Top of Provided records

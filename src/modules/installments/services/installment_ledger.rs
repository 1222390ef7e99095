use chrono::{NaiveDate, Utc};
use rust_decimal::Decimal;
use serde::{Deserialize, Serialize};

use crate::core::{check_money_scale, AppError, Result};
use crate::modules::events::AuditEvent;
use crate::modules::installments::models::{Installment, InstallmentStatus};

/// Limits applied when a payment is recorded
#[derive(Debug, Clone, Copy, PartialEq)]
pub struct LedgerPolicy {
    /// Fraction above the installment amount a payment may reach (bank fee rounding)
    pub overpayment_tolerance: Decimal,
    /// Maximum note length in characters
    pub max_notes_len: usize,
}

impl Default for LedgerPolicy {
    fn default() -> Self {
        Self {
            overpayment_tolerance: Decimal::new(10, 2),
            max_notes_len: 500,
        }
    }
}

/// Payment reported by the caller
#[derive(Debug, Clone, Serialize, Deserialize)]
pub struct PaymentInput {
    pub paid_date: NaiveDate,
    pub paid_amount: Decimal,
    #[serde(default)]
    pub notes: Option<String>,
}

/// Installment before and after a ledger operation
#[derive(Debug, Clone, PartialEq)]
pub struct InstallmentUpdate {
    pub previous: Installment,
    pub current: Installment,
}

impl InstallmentUpdate {
    pub fn payment_event(&self) -> AuditEvent {
        AuditEvent::PaymentRecorded {
            agency_id: self.current.agency_id.clone(),
            installment_id: self.current.id.clone(),
            old_status: self.previous.status,
            new_status: self.current.status,
            old_amount: self.previous.paid_amount,
            new_amount: self.current.paid_amount,
        }
    }

    pub fn overdue_event(&self) -> AuditEvent {
        AuditEvent::InstallmentOverdue {
            agency_id: self.current.agency_id.clone(),
            installment_id: self.current.id.clone(),
            due_date: self.current.student_due_date,
        }
    }
}

/// Why an overdue transition did nothing
#[derive(Debug, Clone, Copy, PartialEq, Eq)]
pub enum NoOpReason {
    NotPending(InstallmentStatus),
    NotYetDue { due_date: NaiveDate, as_of: NaiveDate },
}

/// Outcome of `InstallmentLedger::transition_to_overdue`
#[derive(Debug, Clone, PartialEq)]
pub enum OverdueTransition {
    Applied(InstallmentUpdate),
    NoOp(NoOpReason),
}

impl OverdueTransition {
    pub fn is_applied(&self) -> bool {
        matches!(self, OverdueTransition::Applied(_))
    }
}

/// Per-installment payment state machine.
///
/// Operates on one installment at a time and never touches storage or the
/// owning plan; callers persist the returned installment and run
/// `PlanAggregator::recompute` in the same transaction.
#[derive(Debug, Clone, Default)]
pub struct InstallmentLedger {
    policy: LedgerPolicy,
}

impl InstallmentLedger {
    pub fn new(policy: LedgerPolicy) -> Self {
        Self { policy }
    }

    /// Largest payment accepted against `amount`
    pub fn max_payment(&self, amount: Decimal) -> Decimal {
        amount * (Decimal::ONE + self.policy.overpayment_tolerance)
    }

    /// Record a payment against a pending, partial or overdue installment.
    ///
    /// `today` is the caller's current date; a payment dated after it is
    /// rejected. The paid amount replaces any earlier partial amount. The
    /// input installment is never modified.
    pub fn record_payment(
        &self,
        installment: &Installment,
        payment: &PaymentInput,
        today: NaiveDate,
    ) -> Result<InstallmentUpdate> {
        if !installment.status.accepts_payment() {
            return Err(AppError::invalid_field(
                "status",
                format!(
                    "payments cannot be recorded on a {} installment",
                    installment.status
                ),
            ));
        }

        if payment.paid_date > today {
            return Err(AppError::invalid_field(
                "paid_date",
                format!("{} is in the future", payment.paid_date),
            ));
        }

        if payment.paid_amount <= Decimal::ZERO {
            return Err(AppError::invalid_field(
                "paid_amount",
                "must be greater than zero",
            ));
        }

        check_money_scale("paid_amount", payment.paid_amount)?;

        let max_payment = self.max_payment(installment.amount);
        if payment.paid_amount > max_payment {
            return Err(AppError::invalid_field(
                "paid_amount",
                format!(
                    "{} exceeds the maximum of {} for this installment",
                    payment.paid_amount, max_payment
                ),
            ));
        }

        if let Some(notes) = &payment.notes {
            if notes.chars().count() > self.policy.max_notes_len {
                return Err(AppError::invalid_field(
                    "notes",
                    format!("must be at most {} characters", self.policy.max_notes_len),
                ));
            }
        }

        let next_status = if payment.paid_amount >= installment.amount {
            InstallmentStatus::Paid
        } else {
            InstallmentStatus::Partial
        };

        let mut current = installment.clone();
        current.transition(next_status)?;
        current.paid_date = Some(payment.paid_date);
        current.paid_amount = Some(payment.paid_amount);
        current.notes = payment.notes.clone();

        Ok(InstallmentUpdate {
            previous: installment.clone(),
            current,
        })
    }

    /// pending -> overdue once the student due date is before `as_of`.
    ///
    /// Anything else is a no-op, not an error; batch callers expect most
    /// rows they re-check to be no-ops.
    pub fn transition_to_overdue(installment: &Installment, as_of: NaiveDate) -> OverdueTransition {
        if installment.status != InstallmentStatus::Pending {
            return OverdueTransition::NoOp(NoOpReason::NotPending(installment.status));
        }

        if installment.student_due_date >= as_of {
            return OverdueTransition::NoOp(NoOpReason::NotYetDue {
                due_date: installment.student_due_date,
                as_of,
            });
        }

        let mut current = installment.clone();
        current.status = InstallmentStatus::Overdue;
        current.updated_at = Utc::now();

        OverdueTransition::Applied(InstallmentUpdate {
            previous: installment.clone(),
            current,
        })
    }
}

Bottom of Provided records

> [Work order] Scan the records above. Return every line with "PaymentInput" in it.

> [Response box]
pub struct PaymentInput {
        payment: &PaymentInput,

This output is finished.